West Africa to lose $3.6 bn annually owing to Ebola: UN

West Africa to lose $3.6 bn annually owing to Ebola: UN

West Africa would lose at least $3.6 billion annually on an average between 2014 and 2017 as a result of the ripple effects of the Ebola disease, a UN report has said.

Owing to a decrease in trade, closing of borders, flight cancellations and reduced foreign direct investment (FDI) and tourism, the region of West Africa would witness a loss of GDP, said the report titled "Socio-economic impact of Ebola in West Africa", which was released on Thursday, Xinhua said. 

The report added that the region would also see a drop of $18 in per capita income annually in that three-year period. 

"The consequences of Ebola are vast," said Abdoulaye Mar Dieye, the director of UN Development Programme (UNDP) Regional Bureau for Africa. 
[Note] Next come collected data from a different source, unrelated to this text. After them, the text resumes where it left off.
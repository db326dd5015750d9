use std::fmt;
use std::str::FromStr;

use glean_common::GleanError;

pub const TRANSLATE_INSTRUCTION: &str = "Translate the following text to Persian:";
pub const SUMMARY_INSTRUCTION: &str = "Provide a concise summary of the following text:";
pub const TRANSLATE_SUMMARY_INSTRUCTION: &str = "First, provide a concise summary of the following text, then translate the Summarized text to Persian:";

/// What the model is asked to do with the extracted text.
#[derive(Debug, Clone, Copy, PartialEq, Eq)]
pub enum Action {
    Translate,
    Summary,
    TranslateSummary,
}

impl Action {
    pub const ALL: [Action; 3] = [Action::Translate, Action::Summary, Action::TranslateSummary];

    pub fn as_str(&self) -> &'static str {
        match self {
            Action::Translate => "translate",
            Action::Summary => "summary",
            Action::TranslateSummary => "translate-summary",
        }
    }

    pub fn instruction(&self) -> &'static str {
        match self {
            Action::Translate => TRANSLATE_INSTRUCTION,
            Action::Summary => SUMMARY_INSTRUCTION,
            Action::TranslateSummary => TRANSLATE_SUMMARY_INSTRUCTION,
        }
    }
}

impl fmt::Display for Action {
    fn fmt(&self, f: &mut fmt::Formatter<'_>) -> fmt::Result {
        f.write_str(self.as_str())
    }
}

impl FromStr for Action {
    type Err = GleanError;

    fn from_str(s: &str) -> Result<Self, Self::Err> {
        Action::ALL
            .into_iter()
            .find(|a| a.as_str() == s)
            .ok_or_else(|| GleanError::InvalidAction(s.to_string()))
    }
}

/// Instruction line, a newline, then the input text exactly as given.
pub fn build_prompt(action: Action, text: &str) -> String {
    format!("{}\n{}", action.instruction(), text)
}

#[cfg(test)]
mod tests {
    use super::*;

    #[test]
    fn translate_prompt_starts_with_instruction_then_exact_text() {
        let text = "  Leading space, trailing newline\n";
        let prompt = build_prompt(Action::Translate, text);
        assert!(prompt.starts_with(TRANSLATE_INSTRUCTION));
        assert_eq!(&prompt[TRANSLATE_INSTRUCTION.len()..], format!("\n{text}"));
    }

    #[test]
    fn every_action_round_trips_through_its_name() {
        for action in Action::ALL {
            assert_eq!(action.as_str().parse::<Action>().unwrap(), action);
        }
    }

    #[test]
    fn unknown_action_is_rejected() {
        let err = "translate-everything".parse::<Action>().unwrap_err();
        assert!(matches!(err, GleanError::InvalidAction(a) if a == "translate-everything"));
    }

    #[test]
    fn prompts_match_the_fixed_wording() {
        assert_eq!(
            build_prompt(Action::Translate, "x"),
            "Translate the following text to Persian:\nx"
        );
        assert_eq!(
            build_prompt(Action::Summary, "x"),
            "Provide a concise summary of the following text:\nx"
        );
        assert_eq!(
            build_prompt(Action::TranslateSummary, "x"),
            "First, provide a concise summary of the following text, \
             then translate the Summarized text to Persian:\nx"
        );
    }
}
"Stigma, risk aversion and shutting down of borders have caused considerable amount of damage, affecting economies and communities in a large number of countries across the sub-region."

The report said that actions for preventing future outbreaks must include the strengthening of health sectors across the region, creating a regional centre for disease control and prevention, and establishing early warning and disaster management systems.

According to new figures released on Thursday by the World Health Organisation (WHO), 10,004 people have died from the disease in Sierra Leone, Liberia and Guinea, and more than 24,350 people have been infected.

The UN announced on Wednesday that the WHO and the World Food Programme (WFP) would be joining forces to bring the cases of Ebola outbreak in West Africa down to zero.

Ebola is a form of haemorrhagic fever, symptoms of which are diarrhoea, vomiting and bleeding. The virus spreads through direct contact with infected blood, faeces or sweat. It can also be spread through sexual contact or unprotected handling of contaminated corpses.

The virus currently has no approved therapy or vaccine, though earlier this month, the WHO launched Ebola vaccination trials in Guinea.